Director: Caroline Suh
Streaming Platform: Netflix
Fame is heady, and noxious. But having achieved it, it’s easy to wonder, “what next?” It’s easier to wonder this if fame comes early, on the threshold of adulthood, as it did for the all-female record-breaking K-pop group Blackpink.
The documentary BLACKPINK: Light Up The Sky attempts to ask this question, “what next?”, but forgets about it soon enough, morphing into an extended promotional video for Blackpink’s recently released studio album ‘The Album’. Make no mistake- this is a PR film, and an adequate one at that.
I had not heard of this band, with Jisoo, Jennie, Rosé, and Lisa, till I watched the documentary, so I realize I am not the target audience. And the problem with the documentary is just that: it is made for a target audience- the fans of Blackpink who can confirm their fan-knowledge and see the objects of their adoration descend from the ivory tower, even if perfunctorily,
The documentary attempts to throw light on the gruelling industry that makes these bands, but it keeps its distance from the sludge. The bands are not formed organically, not high-school friends who decide to band-up, perform gigs and travel.
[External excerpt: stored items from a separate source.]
//! Dynamic attribute values held by tools and published as script results.

use std::any::Any;
use std::collections::{BTreeMap, BTreeSet};
use std::fmt;
use std::hash::{Hash, Hasher};
use std::sync::Arc;

use crate::target::FileTarget;

/// A reference-counted handle to an arbitrary object.
///
/// Cloning a `Shared` never copies the object: both handles observe the same
/// instance. Equality, ordering and hashing go by identity, so a `Shared` can
/// take part in memoisation keys without the object being comparable itself.
#[derive(Clone)]
pub struct Shared(Arc<dyn Any + Send + Sync>);

impl Shared {
  pub fn new<T: Any + Send + Sync>(value: T) -> Self {
    Shared(Arc::new(value))
  }

  pub fn downcast_ref<T: Any>(&self) -> Option<&T> {
    self.0.downcast_ref::<T>()
  }

  /// True if both handles point at the same object.
  pub fn ptr_eq(&self, other: &Shared) -> bool {
    self.addr() == other.addr()
  }

  fn addr(&self) -> usize {
    Arc::as_ptr(&self.0) as *const () as usize
  }
}

impl fmt::Debug for Shared {
  fn fmt(&self, f: &mut fmt::Formatter<'_>) -> fmt::Result {
    write!(f, "Shared({:#x})", self.addr())
  }
}

impl PartialEq for Shared {
  fn eq(&self, other: &Self) -> bool {
    self.ptr_eq(other)
  }
}

impl Eq for Shared {}

impl PartialOrd for Shared {
  fn partial_cmp(&self, other: &Self) -> Option<std::cmp::Ordering> {
    Some(self.cmp(other))
  }
}

impl Ord for Shared {
  fn cmp(&self, other: &Self) -> std::cmp::Ordering {
    self.addr().cmp(&other.addr())
  }
}

impl Hash for Shared {
  fn hash<H: Hasher>(&self, state: &mut H) {
    self.addr().hash(state);
  }
}

/// A tool attribute or script result.
///
/// `List`, `Set` and `Map` are the built-in containers: cloning a `Value`
/// copies them recursively. `Shared` objects and the task inside a `Target`
/// are carried over by reference. That split is exactly the selective deep
/// copy `CloneTool` relies on.
#[derive(Debug, Clone, Default, PartialEq, Eq, PartialOrd, Ord, Hash)]
pub enum Value {
  #[default]
  None,
  Bool(bool),
  Int(i64),
  Str(String),
  List(Vec<Value>),
  Set(BTreeSet<Value>),
  Map(BTreeMap<Value, Value>),
  Target(FileTarget),
  Shared(Shared),
}

impl Value {
  /// Wrap any object as a shared reference.
  pub fn shared<T: Any + Send + Sync>(value: T) -> Self {
    Value::Shared(Shared::new(value))
  }

  /// Name of the variant, for error messages.
  pub fn kind(&self) -> &'static str {
    match self {
      Value::None => "none",
      Value::Bool(_) => "bool",
      Value::Int(_) => "int",
      Value::Str(_) => "string",
      Value::List(_) => "list",
      Value::Set(_) => "set",
      Value::Map(_) => "map",
      Value::Target(_) => "target",
      Value::Shared(_) => "shared",
    }
  }

  pub fn is_none(&self) -> bool {
    matches!(self, Value::None)
  }

  pub fn as_bool(&self) -> Option<bool> {
    match self {
      Value::Bool(b) => Some(*b),
      _ => None,
    }
  }

  pub fn as_int(&self) -> Option<i64> {
    match self {
      Value::Int(i) => Some(*i),
      _ => None,
    }
  }

  pub fn as_str(&self) -> Option<&str> {
    match self {
      Value::Str(s) => Some(s),
      _ => None,
    }
  }

  pub fn as_list(&self) -> Option<&[Value]> {
    match self {
      Value::List(items) => Some(items),
      _ => None,
    }
  }

  pub fn as_list_mut(&mut self) -> Option<&mut Vec<Value>> {
    match self {
      Value::List(items) => Some(items),
      _ => None,
    }
  }

  pub fn as_set(&self) -> Option<&BTreeSet<Value>> {
    match self {
      Value::Set(items) => Some(items),
      _ => None,
    }
  }

  pub fn as_set_mut(&mut self) -> Option<&mut BTreeSet<Value>> {
    match self {
      Value::Set(items) => Some(items),
      _ => None,
    }
  }

  pub fn as_map(&self) -> Option<&BTreeMap<Value, Value>> {
    match self {
      Value::Map(entries) => Some(entries),
      _ => None,
    }
  }

  pub fn as_map_mut(&mut self) -> Option<&mut BTreeMap<Value, Value>> {
    match self {
      Value::Map(entries) => Some(entries),
      _ => None,
    }
  }

  pub fn as_target(&self) -> Option<&FileTarget> {
    match self {
      Value::Target(target) => Some(target),
      _ => None,
    }
  }

  pub fn as_shared(&self) -> Option<&Shared> {
    match self {
      Value::Shared(shared) => Some(shared),
      _ => None,
    }
  }

  /// Downcast a shared object to a concrete type.
  pub fn downcast_ref<T: Any>(&self) -> Option<&T> {
    self.as_shared().and_then(Shared::downcast_ref)
  }
}

impl fmt::Display for Value {
  fn fmt(&self, f: &mut fmt::Formatter<'_>) -> fmt::Result {
    match self {
      Value::None => write!(f, "none"),
      Value::Bool(b) => write!(f, "{}", b),
      Value::Int(i) => write!(f, "{}", i),
      Value::Str(s) => write!(f, "{}", s),
      Value::List(items) => {
        write!(f, "[")?;
        for (i, item) in items.iter().enumerate() {
          if i > 0 {
            write!(f, ", ")?;
          }
          write!(f, "{}", item)?;
        }
        write!(f, "]")
      }
      Value::Set(items) => {
        write!(f, "{{")?;
        for (i, item) in items.iter().enumerate() {
          if i > 0 {
            write!(f, ", ")?;
          }
          write!(f, "{}", item)?;
        }
        write!(f, "}}")
      }
      Value::Map(entries) => {
        write!(f, "{{")?;
        for (i, (key, value)) in entries.iter().enumerate() {
          if i > 0 {
            write!(f, ", ")?;
          }
          write!(f, "{}: {}", key, value)?;
        }
        write!(f, "}}")
      }
      Value::Target(target) => write!(f, "{}", target.path),
      Value::Shared(shared) => write!(f, "{:?}", shared),
    }
  }
}

impl From<bool> for Value {
  fn from(value: bool) -> Self {
    Value::Bool(value)
  }
}

impl From<i64> for Value {
  fn from(value: i64) -> Self {
    Value::Int(value)
  }
}

impl From<i32> for Value {
  fn from(value: i32) -> Self {
    Value::Int(value.into())
  }
}

impl From<&str> for Value {
  fn from(value: &str) -> Self {
    Value::Str(value.to_string())
  }
}

impl From<String> for Value {
  fn from(value: String) -> Self {
    Value::Str(value)
  }
}

impl From<Vec<Value>> for Value {
  fn from(values: Vec<Value>) -> Self {
    Value::List(values)
  }
}

impl From<Vec<String>> for Value {
  fn from(values: Vec<String>) -> Self {
    Value::List(values.into_iter().map(Value::Str).collect())
  }
}

impl From<Vec<&str>> for Value {
  fn from(values: Vec<&str>) -> Self {
    Value::List(values.into_iter().map(Value::from).collect())
  }
}

impl From<BTreeSet<Value>> for Value {
  fn from(values: BTreeSet<Value>) -> Self {
    Value::Set(values)
  }
}

impl From<BTreeMap<Value, Value>> for Value {
  fn from(entries: BTreeMap<Value, Value>) -> Self {
    Value::Map(entries)
  }
}

impl From<BTreeMap<String, String>> for Value {
  fn from(entries: BTreeMap<String, String>) -> Self {
    Value::Map(
      entries
        .into_iter()
        .map(|(k, v)| (Value::Str(k), Value::Str(v)))
        .collect(),
    )
  }
}

impl From<FileTarget> for Value {
  fn from(target: FileTarget) -> Self {
    Value::Target(target)
  }
}

impl From<Shared> for Value {
  fn from(shared: Shared) -> Self {
    Value::Shared(shared)
  }
}

impl<T: Into<Value>> From<Option<T>> for Value {
  fn from(value: Option<T>) -> Self {
    value.map(Into::into).unwrap_or(Value::None)
  }
}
There is a systematic algorithm, decades of training, millions of dollars, permutations and combinations, schooling and vetting, till the final band is formed and their song drops, into either ecstatic fame, or washed up oblivion.
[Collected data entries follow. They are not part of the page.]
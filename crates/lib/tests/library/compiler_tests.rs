//! Building a small C project with `CompilerTool`, using stand-in compiler
//! and archiver scripts that record every invocation.

use std::os::unix::fs::PermissionsExt;
use std::sync::Arc;

use cake_lib::engine::EngineConfig;
use cake_lib::lua::LuaScriptLoader;
use cake_lib::script::{Script, ScriptRegistry};
use cake_lib::target::Source;
use cake_lib::tool::AsTool;
use cake_lib::tools::CompilerTool;
use cake_lib::variant::Variant;

use super::common::TestProject;

/// Concatenates its inputs into `-o`; compiling also appends
/// `include/config.h` and writes a depfile naming it.
const FAKE_CC: &str = r#"#!/bin/sh
echo "cc $*" >> calls.log
out=
dep=
inputs=
while [ $# -gt 0 ]; do
  case "$1" in
    -o) out="$2"; shift ;;
    -MF) dep="$2"; shift ;;
    -x|-include) shift ;;
    -*) ;;
    *) inputs="$inputs $1" ;;
  esac
  shift
done
cat $inputs > "$out"
if [ -n "$dep" ]; then
  cat include/config.h >> "$out"
  echo "$out:$inputs include/config.h" > "$dep"
fi
"#;

const FAKE_AR: &str = r#"#!/bin/sh
echo "ar $*" >> calls.log
shift
out="$1"
shift
cat "$@" > "$out"
"#;

const BROKEN_CC: &str = "#!/bin/sh\necho \"src/main.c:1: error: expected ';'\" >&2\nexit 1\n";

fn write_script(project: &TestProject, name: &str, body: &str) {
  project.write_file(name, body);
  let path = project.path(name);
  let mut permissions = std::fs::metadata(&path).unwrap().permissions();
  permissions.set_mode(0o755);
  std::fs::set_permissions(&path, permissions).unwrap();
}

fn c_sources(project: &TestProject) {
  write_script(project, "tools/cc", FAKE_CC);
  write_script(project, "tools/ar", FAKE_AR);
  write_script(project, "tools/broken-cc", BROKEN_CC);
  project.write_file("src/main.c", "main\n");
  project.write_file("src/util.c", "util\n");
  project.write_file("include/config.h", "v1\n");
}

/// `build.cake` compiles `src/util.c` into `lib/libutil.a` and links it
/// with `src/main.c` into `bin/app`.
fn app_project(project: &TestProject, cc: &str, defines: &[&str]) -> Arc<ScriptRegistry> {
  let cc = project.path(cc).to_string_lossy().into_owned();
  let ar = project.path("tools/ar").to_string_lossy().into_owned();
  let defines: Vec<String> = defines.iter().map(|d| d.to_string()).collect();
  let registry = ScriptRegistry::new()
    .with(project.path("config.cake"), |_| Ok(()))
    .with(project.path("build.cake"), move |cx: &Script| {
      let mut compiler = CompilerTool::new(cx.configuration().clone());
      compiler.tool_mut().set("cc", cc.as_str())?;
      compiler.tool_mut().set("ar", ar.as_str())?;
      for define in &defines {
        compiler.push("defines", define)?;
      }

      let util: Vec<Source> = compiler
        .objects(cx, "obj", &[Source::from("src/util.c")])?
        .into_iter()
        .map(Source::from)
        .collect();
      let library = compiler.library(cx, "lib/util", &util)?;
      let main = compiler.object(cx, "obj/main", "src/main.c")?;
      compiler.program(cx, "bin/app", &[Source::from(main), Source::from(library)])?;
      Ok(())
    });
  Arc::new(registry)
}

fn calls(project: &TestProject) -> usize {
  project.read_file("calls.log").lines().count()
}

#[tokio::test(flavor = "multi_thread")]
async fn builds_objects_library_and_program() {
  let project = TestProject::new();
  c_sources(&project);

  project.build(app_project(&project, "tools/cc", &[]), "build.cake").await.unwrap();

  assert_eq!(calls(&project), 4);
  assert!(project.exists("obj/util.o"));
  assert!(project.exists("obj/main.o"));
  assert_eq!(project.read_file("lib/libutil.a"), "util\nv1\n");
  assert_eq!(project.read_file("bin/app"), "main\nv1\nutil\nv1\n");
  assert!(project.read_file("calls.log").contains("-MD -MF obj/main.o.d -o obj/main.o src/main.c"));
}

#[tokio::test(flavor = "multi_thread")]
async fn warm_build_runs_nothing() {
  let project = TestProject::new();
  c_sources(&project);

  project.build(app_project(&project, "tools/cc", &[]), "build.cake").await.unwrap();
  project.build(app_project(&project, "tools/cc", &[]), "build.cake").await.unwrap();

  assert_eq!(calls(&project), 4);
}

#[tokio::test(flavor = "multi_thread")]
async fn editing_an_included_header_rebuilds_dependents() {
  let project = TestProject::new();
  c_sources(&project);
  project.build(app_project(&project, "tools/cc", &[]), "build.cake").await.unwrap();

  project.write_file("include/config.h", "v2\n");
  project.build(app_project(&project, "tools/cc", &[]), "build.cake").await.unwrap();

  assert_eq!(calls(&project), 8);
  assert_eq!(project.read_file("bin/app"), "main\nv2\nutil\nv2\n");
}

#[tokio::test(flavor = "multi_thread")]
async fn new_flags_recompile_but_identical_objects_do_not_relink() {
  let project = TestProject::new();
  c_sources(&project);
  project.build(app_project(&project, "tools/cc", &[]), "build.cake").await.unwrap();

  project
    .build(app_project(&project, "tools/cc", &["NDEBUG"]), "build.cake")
    .await
    .unwrap();

  let log = project.read_file("calls.log");
  assert_eq!(calls(&project), 6);
  assert_eq!(log.matches("-DNDEBUG").count(), 2);
}

#[tokio::test(flavor = "multi_thread")]
async fn compiler_errors_fail_the_build() {
  let project = TestProject::new();
  c_sources(&project);

  let err = project
    .build(app_project(&project, "tools/broken-cc", &[]), "build.cake")
    .await
    .unwrap_err();

  assert!(err.to_string().contains("expected ';'"), "unexpected error: {}", err);
  assert!(!project.exists("bin/app"));
}

#[tokio::test(flavor = "multi_thread")]
async fn lua_scripts_compile_with_attributes() {
  let project = TestProject::new();
  c_sources(&project);
  project.write_file("config.cake", "-- host build only\n");
  project.write_file(
    "build.cake",
    r#"
    local app = cake.compile{
      program = "bin/app",
      sources = { "src/main.c", "src/util.c" },
      object_dir = "obj",
      cc = cake.cwd("tools/cc"),
      defines = { "FROM_LUA" },
    }
    cake.set_result("app", app.path)
    "#,
  );

  let script = project
    .build_with(Arc::new(LuaScriptLoader::new()), EngineConfig::default(), "build.cake", &Variant::new())
    .await
    .unwrap();

  assert_eq!(script.result("app").unwrap().to_string(), "bin/app");
  assert_eq!(project.read_file("bin/app"), "main\nv1\nutil\nv1\n");
  assert_eq!(project.read_file("calls.log").matches("-DFROM_LUA").count(), 2);
}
This is a brutal machine, one that Fatima Bhuto delves deep into in her book “New Kings Of The World”. It sometimes involves gruelling control over the stars, especially after one of the first breakout K-pop stars Hyun Jin-young was nabbed for drug use. From the chord progression, to eye-makeup, everything is planned to the T. 14 hour days, one day off every fortnight- it’s not ideal if it’s not exactly what you wanted. But the blood and sweat, no-drinking-no-smoking-no-tattoo policy is only part of the story. The other, more brutal part, is untouched by this documentary.
Fatima notes in her book, “standard K-pop trainee contracts now include seven to twelve non-negotiable surgeries from double eyelid surgery— which involves cutting the eyelid skin to create a crease—to jaw shaving. Some boy-banders undergo leg breaking surgery to add a few centimeters of height while others, bending to the Korean aesthetic of skinniness as the height of attractiveness, inject poison into their necks in order to atrophy their muscles.”
None of this is even hinted at here. The people interviewed too are, strategically, just the four singers, their producer, and their very close friend. It’s a paean in praise of them. The parents are mentioned off-handedly but none are spoken to. The brutal regime is seen as hard work-for-payoff. Beauty is brought up ephemerally but is doused under the giggles and platitudes. Similarly the camaraderie between the four girls, while sunny and cohesive, feels un-tested.
There’s a beautiful moment towards the end when they wonder in twenty years where they will be. Will they be married? Will they have kids? Will they still be performing? Elsewhere, there is a giddiness to the camera following them right before their performance at Coachella. Then, there is a quiet moment in the hotel room when one of the band members orders poached eggs and eats it alone, wondering out loud, if what she is feeling is homesick. It’s a carefully curated moment. Perhaps it is heartfelt, but if you spend the hour and half documentary showing me these peripatetic figures as adjectives, not telling me what home is for them, how do then I feel their homesickness?